Here are some Target-Printing Tips from our Forum members:
“Staples sells a 67-lb heavy stock that I have settled on. I use the light grey or light blue, either of these are easy on the eyes on bright days. I have used the 110-lb card stock as well and it works fine. It’s just a little easier to print the lighter stuff.” (JBarnwell)

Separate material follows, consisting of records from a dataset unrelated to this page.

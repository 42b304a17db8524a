//! End-to-end integration tests for payslip-waterfall.
//!
//! The first group drives the full pipeline against a scripted
//! [`VisionModel`] on an in-memory image, so it always runs.
//!
//! The live group uses real payslips in `./test_cases/` and makes real LLM
//! API calls. It is gated behind the `E2E_ENABLED` environment variable.
//!
//! Run with:
//!   E2E_ENABLED=1 DYLD_LIBRARY_PATH=. cargo test --test e2e -- --nocapture

use async_trait::async_trait;
use image::{DynamicImage, ImageFormat, Rgb, RgbImage};
use payslip_waterfall::{
    extract, extract_file, extract_sync, extract_with_stats, reconcile, Channel, DefectReason,
    ErrorKind, ExtractionConfig, ExtractionError, ExtractionProgressCallback, ExtractionRequest,
    MediaType, ModelResponse, RawDocument, RecoveryStage, Stage, VisionModel,
};
use std::io::Cursor;
use std::path::PathBuf;
use std::sync::atomic::{AtomicUsize, Ordering};
use std::sync::{Arc, Mutex};
use std::time::Duration;

// ── Test helpers ─────────────────────────────────────────────────────────────

fn test_cases_dir() -> PathBuf {
    PathBuf::from(env!("CARGO_MANIFEST_DIR")).join("test_cases")
}

/// Skip this test if E2E_ENABLED is not set *or* no file at `path`.
macro_rules! e2e_skip_unless_ready {
    ($path:expr) => {{
        if std::env::var("E2E_ENABLED").is_err() {
            println!("SKIP: set E2E_ENABLED=1 to run e2e tests");
            return;
        }
        let p: PathBuf = $path;
        if !p.exists() {
            println!("SKIP: test file not found: {}", p.display());
            return;
        }
        p
    }};
}

/// A model that always gives the same answer and counts its calls.
struct Scripted {
    response: Result<ModelResponse, fn() -> ExtractionError>,
    delay: Option<Duration>,
    calls: AtomicUsize,
    last_instructions: Mutex<Option<String>>,
}

impl Scripted {
    fn answering(response: ModelResponse) -> Arc<Self> {
        Arc::new(Self {
            response: Ok(response),
            delay: None,
            calls: AtomicUsize::new(0),
            last_instructions: Mutex::new(None),
        })
    }

    fn failing(err: fn() -> ExtractionError) -> Arc<Self> {
        Arc::new(Self {
            response: Err(err),
            delay: None,
            calls: AtomicUsize::new(0),
            last_instructions: Mutex::new(None),
        })
    }

    fn slow(delay: Duration) -> Arc<Self> {
        Arc::new(Self {
            response: Ok(ModelResponse::text("{}")),
            delay: Some(delay),
            calls: AtomicUsize::new(0),
            last_instructions: Mutex::new(None),
        })
    }

    fn calls(&self) -> usize {
        self.calls.load(Ordering::SeqCst)
    }
}

#[async_trait]
impl VisionModel for Scripted {
    fn name(&self) -> &str {
        "scripted"
    }

    async fn complete(&self, request: &ExtractionRequest) -> Result<ModelResponse, ExtractionError> {
        self.calls.fetch_add(1, Ordering::SeqCst);
        *self.last_instructions.lock().unwrap() = Some(request.instructions.clone());
        if let Some(d) = self.delay {
            tokio::time::sleep(d).await;
        }
        match &self.response {
            Ok(r) => Ok(r.clone()),
            Err(make) => Err(make()),
        }
    }
}

fn config_for(model: Arc<Scripted>) -> ExtractionConfig {
    ExtractionConfig::builder()
        .vision_model(model)
        .build()
        .unwrap()
}

fn payslip_image(format: ImageFormat) -> Vec<u8> {
    let img = DynamicImage::ImageRgb8(RgbImage::from_pixel(60, 80, Rgb([250, 250, 250])));
    let mut buf = Vec::new();
    img.write_to(&mut Cursor::new(&mut buf), format).unwrap();
    buf
}

fn png_document() -> RawDocument {
    RawDocument::new(payslip_image(ImageFormat::Png), MediaType::Png)
}

/// A consistent payslip: superGross 4200, net paid 2200.
fn sample_json() -> String {
    r#"{
        "employeeName": "Jeanne Martin",
        "period": "janvier 2024",
        "grossSalary": 3000.0,
        "netSalaryBeforeTax": 2340.0,
        "netSalaryAfterTax": 2200.0,
        "employerContributions": {
            "total": 1200.0,
            "health": { "total": 300.0, "lines": [{ "name": "Maladie", "amount": 300.0 }] },
            "retirement": { "total": 500.0, "lines": [{ "name": "Sécurité Sociale plafonnée", "amount": 500.0 }] },
            "family": { "total": 150.0, "lines": [{ "name": "Allocations familiales", "amount": 150.0 }] },
            "unemployment": { "total": 120.0, "lines": [{ "name": "Assurance chômage", "amount": 120.0 }] },
            "cse": { "total": 30.0, "lines": [{ "name": "CSE fonctionnement", "amount": 30.0 }] },
            "other": { "total": 100.0, "lines": [{ "name": "Formation professionnelle", "amount": 100.0 }] }
        },
        "employeeContributions": {
            "total": 660.0,
            "health": { "total": 0, "lines": [] },
            "retirement": { "total": 300.0, "lines": [{ "name": "Complémentaire Tranche 1", "amount": 300.0 }] },
            "unemployment": { "total": 0, "lines": [] },
            "csgCrds": { "total": 360.0, "lines": [
                { "name": "CSG déductible", "amount": 200.0 },
                { "name": "CSG/CRDS non déductible", "amount": 160.0 }
            ] },
            "other": { "total": 0, "lines": [] }
        },
        "superGross": 4200.0,
        "withholdingTax": { "amount": 140.0, "line": "Impôt sur le revenu prélevé à la source - PAS", "rate": "6" }
    }"#
    .to_string()
}

// ── Offline pipeline tests ───────────────────────────────────────────────────

#[tokio::test]
async fn test_tool_call_answer_end_to_end() {
    let model = Scripted::answering(ModelResponse::tool_call("submit_payslip", sample_json()));
    let config = config_for(model.clone());

    let output = extract_with_stats(png_document(), &config).await.unwrap();
    assert_eq!(model.calls(), 1);
    assert_eq!(output.record.employee_name, "Jeanne Martin");
    assert_eq!(output.stats.channel, Channel::ToolCall);
    assert_eq!(output.stats.recovery_stage, RecoveryStage::Direct);
    assert_eq!((output.stats.image_width, output.stats.image_height), (60, 80));
    assert_eq!(output.stats.backend, "scripted");

    let instructions = model.last_instructions.lock().unwrap().clone().unwrap();
    assert!(instructions.contains("csgCrds"));
    assert!(!instructions.contains("{contract}"));

    let waterfall = reconcile(&output.record);
    assert_eq!(waterfall.super_gross, 4200.0);
    assert!(waterfall.is_consistent());
    let sum: f64 = waterfall
        .cascade
        .iter()
        .map(|e| e.percentage_of_super_gross)
        .sum();
    assert!((sum - 100.0).abs() <= 0.1);
}

#[tokio::test]
async fn test_fenced_free_text_with_trailing_comma() {
    let body = sample_json();
    let trimmed = body.trim_end().trim_end_matches('}');
    let text = format!("Voici l'extraction :\n```json\n{trimmed},\n}}\n```\nBonne journée !");
    let model = Scripted::answering(ModelResponse::text(text));

    let output = extract_with_stats(png_document(), &config_for(model))
        .await
        .unwrap();
    assert_eq!(output.stats.channel, Channel::Text);
    assert_eq!(output.stats.recovery_stage, RecoveryStage::Repaired);
    assert_eq!(output.record.withholding_tax.amount, 140.0);
}

#[tokio::test]
async fn test_tool_call_preferred_over_text() {
    let mut response = ModelResponse::tool_call("submit_payslip", sample_json());
    response.text = Some(sample_json().replace("Jeanne Martin", "Texte Libre"));
    let model = Scripted::answering(response);

    let record = extract(png_document(), &config_for(model)).await.unwrap();
    assert_eq!(record.employee_name, "Jeanne Martin");
}

#[tokio::test]
async fn test_missing_category_is_a_schema_defect() {
    let mut value: serde_json::Value = serde_json::from_str(&sample_json()).unwrap();
    value["employeeContributions"]
        .as_object_mut()
        .unwrap()
        .remove("csgCrds");
    let model = Scripted::answering(ModelResponse::text(value.to_string()));

    let err = extract(png_document(), &config_for(model)).await.unwrap_err();
    assert_eq!(err.kind(), ErrorKind::SchemaDefect);
    match err {
        ExtractionError::SchemaDefect(d) => {
            assert_eq!(d.path, "employeeContributions.csgCrds");
            assert_eq!(d.reason, DefectReason::Missing);
        }
        other => panic!("unexpected error: {other}"),
    }
}

#[tokio::test]
async fn test_prose_answer_is_no_parsable_json() {
    let model = Scripted::answering(ModelResponse::text(
        "Je suis désolé, l'image est illisible.",
    ));
    let err = extract(png_document(), &config_for(model)).await.unwrap_err();
    match err {
        ExtractionError::NoParsableJson { raw_text } => {
            assert!(raw_text.contains("illisible"));
        }
        other => panic!("unexpected error: {other}"),
    }
}

#[tokio::test]
async fn test_unsupported_format_never_calls_model() {
    let model = Scripted::answering(ModelResponse::text(sample_json()));
    let doc = RawDocument::new(b"hello".to_vec(), MediaType::from_mime("text/plain"));

    let err = extract(doc, &config_for(model.clone())).await.unwrap_err();
    assert_eq!(err.kind(), ErrorKind::UnsupportedFormat);
    assert_eq!(model.calls(), 0);
}

#[tokio::test]
async fn test_empty_document_is_render_failure() {
    let model = Scripted::answering(ModelResponse::text(sample_json()));
    let doc = RawDocument::new(Vec::new(), MediaType::Png);
    let err = extract(doc, &config_for(model)).await.unwrap_err();
    assert_eq!(err.kind(), ErrorKind::RenderFailure);
}

#[tokio::test]
async fn test_jpeg_input_is_normalised() {
    let model = Scripted::answering(ModelResponse::tool_call("submit_payslip", sample_json()));
    let doc = RawDocument::from_bytes(payslip_image(ImageFormat::Jpeg));
    assert_eq!(doc.media_type(), &MediaType::Jpeg);

    let output = extract_with_stats(doc, &config_for(model)).await.unwrap();
    assert_eq!(output.stats.image_width, 60);
}

#[tokio::test]
async fn test_upstream_failure_is_surfaced_once() {
    let model = Scripted::failing(|| ExtractionError::UpstreamFailure {
        provider: "scripted".into(),
        detail: "HTTP 500".into(),
    });
    let err = extract(png_document(), &config_for(model.clone()))
        .await
        .unwrap_err();
    assert_eq!(err.kind(), ErrorKind::UpstreamFailure);
    assert_eq!(model.calls(), 1, "no retries");
}

#[tokio::test]
async fn test_model_timeout() {
    let model = Scripted::slow(Duration::from_secs(10));
    let config = ExtractionConfig::builder()
        .vision_model(model)
        .api_timeout_secs(1)
        .build()
        .unwrap();
    let err = extract(png_document(), &config).await.unwrap_err();
    assert!(matches!(err, ExtractionError::UpstreamTimeout { secs: 1 }));
}

#[derive(Default)]
struct Recorder {
    events: Mutex<Vec<String>>,
}

impl ExtractionProgressCallback for Recorder {
    fn on_stage_start(&self, stage: Stage) {
        self.events.lock().unwrap().push(format!("start {:?}", stage));
    }
    fn on_stage_complete(&self, stage: Stage, _elapsed_ms: u64) {
        self.events.lock().unwrap().push(format!("done {:?}", stage));
    }
    fn on_failure(&self, stage: Stage, _message: &str) {
        self.events.lock().unwrap().push(format!("fail {:?}", stage));
    }
}

#[tokio::test]
async fn test_progress_events_follow_the_pipeline() {
    let recorder = Arc::new(Recorder::default());
    let model = Scripted::answering(ModelResponse::text("pas de JSON ici"));
    let config = ExtractionConfig::builder()
        .vision_model(model)
        .progress_callback(recorder.clone())
        .build()
        .unwrap();

    assert!(extract(png_document(), &config).await.is_err());
    let events = recorder.events.lock().unwrap().clone();
    assert_eq!(
        events,
        [
            "start Normalize",
            "done Normalize",
            "start BuildRequest",
            "done BuildRequest",
            "start ModelCall",
            "done ModelCall",
            "start Recover",
            "fail Recover",
        ]
    );
}

#[test]
fn test_extract_sync() {
    let model = Scripted::answering(ModelResponse::tool_call("submit_payslip", sample_json()));
    let output = extract_sync(png_document(), &config_for(model)).unwrap();
    assert_eq!(output.record.period, "janvier 2024");
}

#[tokio::test]
async fn test_extract_file_reads_from_disk() {
    let dir = tempfile::tempdir().unwrap();
    let path = dir.path().join("bulletin.png");
    std::fs::write(&path, payslip_image(ImageFormat::Png)).unwrap();

    let model = Scripted::answering(ModelResponse::tool_call("submit_payslip", sample_json()));
    let output = extract_file(&path, &config_for(model)).await.unwrap();
    assert_eq!(output.record.employee_contributions.total, 660.0);

    let err = extract_file(dir.path().join("absent.pdf"), &ExtractionConfig::default())
        .await
        .unwrap_err();
    assert_eq!(err.kind(), ErrorKind::Io);
}

#[test]
fn test_vision_model_is_send_sync() {
    fn assert_send_sync<T: Send + Sync + ?Sized>() {}
    assert_send_sync::<dyn VisionModel>();
    assert_send_sync::<ExtractionConfig>();
}

// ── Live tests (E2E_ENABLED) ─────────────────────────────────────────────────

#[tokio::test]
async fn test_live_payslip_pdf() {
    let path = e2e_skip_unless_ready!(test_cases_dir().join("payslip.pdf"));

    let output = extract_file(&path, &ExtractionConfig::default())
        .await
        .expect("live extraction failed");
    println!(
        "{} / {}: {} in, {} out tokens via {}",
        output.record.employee_name,
        output.record.period,
        output.stats.input_tokens,
        output.stats.output_tokens,
        output.stats.backend
    );

    let waterfall = reconcile(&output.record);
    assert!(waterfall.super_gross > 0.0);
    for d in &waterfall.discrepancies {
        println!("discrepancy: {} reported {} computed {}", d.path, d.reported, d.computed);
    }
    assert!(!waterfall.narrative().is_empty());
}

#[tokio::test]
async fn test_live_payslip_free_text_mode() {
    let path = e2e_skip_unless_ready!(test_cases_dir().join("payslip.pdf"));

    let config = ExtractionConfig::builder()
        .response_mode(payslip_waterfall::ResponseMode::FreeText)
        .build()
        .unwrap();
    let output = extract_file(&path, &config)
        .await
        .expect("live extraction failed");
    assert_eq!(output.stats.channel, Channel::Text);
}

“Cardstock, as mentioned, works great for showing bullet holes as it doesn’t tear or rip like the thin, lightweight 20-lb paper. I’ve never had a problem with cardstock feeding in the printer, just don’t stick too many sheets in there. If I need three targets, I load only three card stock sheets”. (MEMilanuk)
“I’ve used Staples Sticker paper. This works well and no staples are required (joke intended). It helps if you put slight tension on the lighter weight paper when mounting it on the target frame.” (Mac 86951).
Here are some tips for using lighter weight paper (if you want to save money or your printer won’t work with heavier stock):
“20-lb bond works pretty well for me if I use a spray adhesive and stick the entire back of the paper’s surface to the backer board.” (Lapua40X)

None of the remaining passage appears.